Standard Property Types
Below is a breakdown of the core property types used when building agents:
| Property Type | Best For | Notes |
|---|---|---|
| File | Uploading files for reference. | Upload and manage files from PDFs to CSVs and more. |
| Text | Free-form answers, summaries, notes | Enables AI Citations; use when flexibility is needed |
| Number | Prices, interest rates, percentages, counts | Enables AI Citations; formats automatically (e.g. currency, decimals) |
| Single Select | Choosing one option from a fixed list | Constrains outputs; supports routing logic and sub-workflows |
| Multi-Select | Selecting multiple discrete options from a fixed list. | Useful for inspections, risks, features, etc., any time you there is a defined list of outputs with multiple options. |
| Collection | Tables or sub-rows within a document/workflow | Enables complex, structured outputs (e.g., line items, photo logs) |
| JSON | Structured multi-value extraction in one pass | Best for grouped fields, improved accuracy, token efficiency |
| Reference | Connect other agents to this one to enable more structured workflows. | Best when you need to share data across agent entities, and connect workflows together. |
| URL | Document links, sources, web references | Typically populated by manual input, or web search. |
| Page Splitter | Split files into a collection, with each page becoming its own entity/row. | Best when dealing with very large PDF or Excel files, in order to make their extraction and QA more manageable. |
What Is Grounding?
Grounding ensures that AI-generated outputs are backed by specific evidence from the source document.

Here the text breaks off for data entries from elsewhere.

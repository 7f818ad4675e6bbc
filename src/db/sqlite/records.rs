use std::{collections::HashMap, sync::Arc};

use async_trait::async_trait;
use parking_lot::RwLock;
use sqlx::{QueryBuilder, Sqlite, SqlitePool};

use crate::db::{
    DestroyHook, FieldValue, Filter, RecordStore, Scope,
    error::DbResult,
};

pub struct SqliteRecordStore {
    pool: SqlitePool,
    hooks: RwLock<HashMap<String, Vec<Arc<dyn DestroyHook>>>>,
}

impl SqliteRecordStore {
    pub fn new(pool: SqlitePool) -> Self {
        Self {
            pool,
            hooks: RwLock::new(HashMap::new()),
        }
    }

    /// Register a hook run by `destroy_all` for every record removed from `table`.
    pub fn add_destroy_hook(&self, table: impl Into<String>, hook: Arc<dyn DestroyHook>) {
        self.hooks.write().entry(table.into()).or_default().push(hook);
    }

    pub fn pool(&self) -> &SqlitePool {
        &self.pool
    }

    async fn all_ids(&self, scope: &Scope) -> DbResult<Vec<i64>> {
        let mut query = QueryBuilder::<Sqlite>::new("SELECT ");
        query
            .push(quote_ident(scope.primary_key()))
            .push(" FROM ")
            .push(quote_ident(scope.table()));
        push_where(&mut query, scope);
        query
            .push(" ORDER BY ")
            .push(quote_ident(scope.primary_key()));

        let ids = query
            .build_query_scalar::<i64>()
            .fetch_all(&self.pool)
            .await?;
        Ok(ids)
    }
}

/// Canonical text form timestamps are compared in. Both the stored value and
/// the bound cutoff go through it, so RFC 3339 (`2017-09-30T00:00:00+00:00`)
/// and SQLite's own `datetime('now')` format (`2017-09-30 00:00:00`) order
/// correctly against each other.
const TIMESTAMP_FORMAT: &str = "'%Y-%m-%d %H:%M:%f'";

/// Double-quote an identifier, escaping embedded quotes.
fn quote_ident(name: &str) -> String {
    format!("\"{}\"", name.replace('"', "\"\""))
}

fn push_where(query: &mut QueryBuilder<'_, Sqlite>, scope: &Scope) {
    for (i, filter) in scope.filters().iter().enumerate() {
        query.push(if i == 0 { " WHERE " } else { " AND " });
        match filter {
            Filter::Compare { column, op, value } => {
                match value {
                    FieldValue::Timestamp(_) => {
                        query.push(format!(
                            "strftime({}, {})",
                            TIMESTAMP_FORMAT,
                            quote_ident(column)
                        ));
                    }
                    _ => {
                        query.push(quote_ident(column));
                    }
                }
                query.push(" ").push(op.as_sql()).push(" ");
                push_value(query, value);
            }
            Filter::IsNull(column) => {
                query.push(quote_ident(column)).push(" IS NULL");
            }
            Filter::IsNotNull(column) => {
                query.push(quote_ident(column)).push(" IS NOT NULL");
            }
            Filter::IdIn(ids) if ids.is_empty() => {
                query.push("0 = 1");
            }
            // One JSON array bind instead of one bind per id, so chunks are not
            // limited by SQLITE_MAX_VARIABLE_NUMBER
            Filter::IdIn(ids) => {
                query
                    .push(quote_ident(scope.primary_key()))
                    .push(" IN (SELECT value FROM json_each(")
                    .push_bind(serde_json::Value::from(ids.clone()).to_string())
                    .push("))");
            }
        }
    }
}

fn push_value(query: &mut QueryBuilder<'_, Sqlite>, value: &FieldValue) {
    match value {
        FieldValue::Bool(v) => {
            query.push_bind(*v);
        }
        FieldValue::Integer(v) => {
            query.push_bind(*v);
        }
        FieldValue::Real(v) => {
            query.push_bind(*v);
        }
        FieldValue::Timestamp(v) => {
            query
                .push(format!("strftime({}, ", TIMESTAMP_FORMAT))
                .push_bind(*v)
                .push(")");
        }
        FieldValue::Text(v) => {
            query.push_bind(v.clone());
        }
    }
}

#[async_trait]
impl RecordStore for SqliteRecordStore {
    async fn count(&self, scope: &Scope) -> DbResult<u64> {
        let mut query = QueryBuilder::<Sqlite>::new("SELECT COUNT(*) FROM ");
        query.push(quote_ident(scope.table()));
        push_where(&mut query, scope);

        let count = query
            .build_query_scalar::<i64>()
            .fetch_one(&self.pool)
            .await?;
        Ok(count as u64)
    }

    async fn select_ids(
        &self,
        scope: &Scope,
        after: Option<i64>,
        limit: u32,
    ) -> DbResult<Vec<i64>> {
        let scope = match after {
            Some(after) => scope.clone().gt(scope.primary_key().to_string(), after),
            None => scope.clone(),
        };

        let mut query = QueryBuilder::<Sqlite>::new("SELECT ");
        query
            .push(quote_ident(scope.primary_key()))
            .push(" FROM ")
            .push(quote_ident(scope.table()));
        push_where(&mut query, &scope);
        query
            .push(" ORDER BY ")
            .push(quote_ident(scope.primary_key()))
            .push(" LIMIT ")
            .push_bind(limit as i64);

        let ids = query
            .build_query_scalar::<i64>()
            .fetch_all(&self.pool)
            .await?;
        Ok(ids)
    }

    async fn destroy_all(&self, scope: &Scope) -> DbResult<u64> {
        let hooks = self
            .hooks
            .read()
            .get(scope.table())
            .cloned()
            .unwrap_or_default();

        let mut destroyed: u64 = 0;
        for id in self.all_ids(scope).await? {
            for hook in &hooks {
                hook.before_destroy(scope.table(), id).await?;
            }

            let mut query = QueryBuilder::<Sqlite>::new("DELETE FROM ");
            query
                .push(quote_ident(scope.table()))
                .push(" WHERE ")
                .push(quote_ident(scope.primary_key()))
                .push(" = ")
                .push_bind(id);

            let result = query.build().execute(&self.pool).await?;
            destroyed += result.rows_affected();
        }

        Ok(destroyed)
    }

    async fn delete_all(&self, scope: &Scope) -> DbResult<u64> {
        let mut query = QueryBuilder::<Sqlite>::new("DELETE FROM ");
        query.push(quote_ident(scope.table()));
        push_where(&mut query, scope);

        let result = query.build().execute(&self.pool).await?;
        Ok(result.rows_affected())
    }
}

In V7 Go, grounding appears as AI citations — clickable highlights that show exactly where in the file the AI found its answer.
This is essential for:
- Trust & auditability
- Human-in-the-loop QA
- Legal, compliance, and financial workflows
Where AI Citations Work Today
Currently, AI citations are supported for the following property types:
| Property Type | Grounding Support | Notes |
|---|---|---|
| Text | ✅ Yes | Most common use case |
| Number | ✅ Yes | Works well for prices, and numeric values. |
| JSON | 🔶 Partial | Supported if you cite in-text JSON values; better control using Python downstream |
| Collections | 🔶 Partial | Citations are available when pointing to a Collection as an Input (e.g. File Bundle) but do not currently work when used as a Collection output. |
| Selects | ❌ Not Yet | On the roadmap — currently no citations |
| Multi-Select | ❌ Not Yet | Same as above |
What’s Coming: “Grounding Everywhere”
- Citations for Collections (input bundles) are actively being developed
- Single/Multi Select grounding is on the roadmap
- Goal: Grounding available everywhere, across all tools and document types
Tips for Grounding-First Prompts
If grounding is important for a field:
- Use Text or Number property types
- Write clear, narrow prompts that focus on specific terms
- Avoid combining too many concepts in one prompt
General Tips
- Start simple: Most POCs begin with Text, Number, Single Select, Multi-Select and Collection properties for core fields.
- Add complexity as needed: Use Selects and Collections once field options or document structures are better understood.
- Use JSON to avoid conflating similar fields (e.g. Start Date vs. End Date).
Real-world Use Case: Logistics - Purchase Order Processing
Matching Property to Output
Use this mental checklist:
- Is the output free-form or structured? → Use Text/Select/Number/Collection
- Is there only one correct answer? Or multiple? → Use Single Select or Multi-Select
- Do I want multiple related values in one field? → Use JSON
- Am I dealing with tabular or repeating data inside a doc? → Use Collection
Key Takeaway
Choose property types that reflect your final output format and improve downstream usability.
The more structured your properties, the more scalable and automated your workflow becomes.